If an insurance company can recognise a driver who has not had an accident or broken the speed limit, he may decide to decrease that person's premium ie a no claims bonus and we all applaud that so they also have the right to increase a person's premium in light of new information. Like it or not, it's their decision.
bob craven Lancs

Agree (6) | Disagree (7)
-1

I would implore any reader who might be considering trying one of these courses – in whatever circumstances that might be - to please ignore Eric Bridgstock’s earlier disparaging and harmful comments about the nature of the course.
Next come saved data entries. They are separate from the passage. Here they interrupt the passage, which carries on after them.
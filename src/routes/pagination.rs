use crate::{
    data::student::Window,
    error::{EscolaResult, InvalidPageSnafu},
};
use axum::http::Uri;
use serde::Serialize;
use snafu::{OptionExt, ensure};

pub const MAX_PAGE_SIZE: u64 = 100;
pub const PAGE_PARAM: &str = "page";

#[derive(Serialize, Debug, PartialEq, Eq)]
pub struct Paginated<T> {
    pub count: u64,
    pub next: Option<String>,
    pub previous: Option<String>,
    pub results: Vec<T>,
}

#[derive(Debug, Clone, Copy, PartialEq, Eq)]
pub struct PageRequest {
    pub number: u64,
    pub size: u64,
}

impl PageRequest {
    /// Works out which page was asked for. `Ok(None)` means pagination is off, which is the case
    /// when there's neither a configured default nor a usable `page_size`.
    pub fn from_params(
        page: Option<&str>,
        page_size: Option<&str>,
        default_size: Option<u64>,
    ) -> EscolaResult<Option<Self>> {
        let size = page_size
            .and_then(|size| size.trim().parse::<u64>().ok())
            .or(default_size);
        let Some(size) = size else {
            return Ok(None);
        };

        let number = match page.map(str::trim) {
            None | Some("") => 1,
            Some(raw) => raw
                .parse::<u64>()
                .ok()
                .filter(|number| *number > 0)
                .context(InvalidPageSnafu { page: raw })?,
        };

        Ok(Some(Self {
            number,
            size: size.clamp(1, MAX_PAGE_SIZE),
        }))
    }

    pub const fn window(self) -> Window {
        Window {
            offset: (self.number - 1).saturating_mul(self.size),
            limit: self.size,
        }
    }

    pub const fn page_count(self, count: u64) -> u64 {
        if count == 0 { 1 } else { count.div_ceil(self.size) }
    }

    /// Wraps one page of results, failing if the page lies past the end.
    pub fn envelope<T>(self, uri: &Uri, count: u64, results: Vec<T>) -> EscolaResult<Paginated<T>> {
        let last = self.page_count(count);
        ensure!(
            self.number <= last,
            InvalidPageSnafu {
                page: self.number.to_string()
            }
        );

        Ok(Paginated {
            count,
            next: (self.number < last).then(|| page_link(uri, self.number + 1)),
            previous: (self.number > 1).then(|| page_link(uri, self.number - 1)),
            results,
        })
    }
}

/// Same path and query, with `page` swapped out. The first page is linked without a `page` param.
fn page_link(uri: &Uri, page: u64) -> String {
    let page_pair = format!("{PAGE_PARAM}={page}");
    let mut pairs: Vec<&str> = uri
        .query()
        .unwrap_or_default()
        .split('&')
        .filter(|pair| !pair.is_empty() && pair.split('=').next() != Some(PAGE_PARAM))
        .collect();
    if page > 1 {
        pairs.push(&page_pair);
    }

    if pairs.is_empty() {
        uri.path().to_string()
    } else {
        format!("{}?{}", uri.path(), pairs.join("&"))
    }
}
Regular readers will hopefully realise this is based on wishful thinking and not “Research”. Such comments are disrespectful to those professionals who set up and run these courses.
Hugh Jones, Cheshire

Agree (25) | Disagree (6)
+19

I question this "wake-up call" claim. Most drivers attending these courses were 2-3mph over the prosecution threshold, under the 85%ile speed and no danger to anyone. The course is designed to encourage them to believe their driving is dangerous and could have killed or injured someone. The beneficial effects of such courses are far from proved, or even convincing.
Eric Bridgstock, Independent Road Safety Research

Agree (10) | Disagree (47)
-37

Playing devil's advocate for a moment, I would imagine the insurance companies suspect that a lot of their customers, when asked, are not being honest about their driving convictions, so by asking the question “have you ever been on a speed awareness course?”, to the insurer, a “yes” suggests a speeding offence/conviction, whereas to the customer, a “yes”, might seem like a positive.

I don’t blame the insurers for using this tack, however in my experience, it used to be the case (I don’t know about now) that attendees on one of these courses – or any other similarly titled course - were not necessarily there as offenders, so perhaps the insurers should be asking “have you ever been on a Speed Awareness Course …as a consequence of a motoring offence?” - just so it’s clear.
Hugh Jones, Cheshire

Agree (6) | Disagree (1)
+5

The offer comes from the Police and the provider is contracted by the Police. Speed Awareness courses are real time refresher courses. Many people who attend the courses are reluctant or even resistant on arrival, most are there so they will not be penalised by their insurance company, when they leave the courses so many say, "wow fantastic course can't these be compulsory, there is so much I did not know or had forgotten". However this feedback is a result of the course only. If there was no incentive to get them through the door then their attitude or complacency as drivers wouldn't change. Admiral are making a huge mistake.
Anne Green Northants

Agree (17) | Disagree (4)
+13

People on speed awareness courses are likely to be lapsers rather than violators (to use Steve Stradling's terminology). It is violators that are correlated with collision risk. Before an insurance company brings in a policy like this they need good evidence to show speed awareness course attendees are a higher risk group - I suspect they won't be.
Dr James Whalen DSA ADI (car), Wolverhampton

Agree (19) | Disagree (0)
+19

This story got me thinking. Please correct me if I'm wrong but I am led to believe that the sequence of events is that drivers who attend a SAC have been sent a NIP where they admitted only to being the driver. They were then offered the SAC by the private company (not the Police).

If this is true, and if someone is innocent until proved guilty, then technically aren't drivers attending SACs innocent? Surely they can't be labelled “offenders” because they were never charged with any offence and never admitted any offence?

Also, what might “drivers (attending SAC) were 50% less likely to re-offend” mean? Would those who have got half a day available to go on the SAC also be those who drive far fewer miles on average (50% fewer miles?).
Dave Finney - Slough

Agree (8) | Disagree (20)
-12

Are Admiral really alone in this? I suspect not. Perhaps they will be big enough to hold up their hands and change their policy now that it has come to light.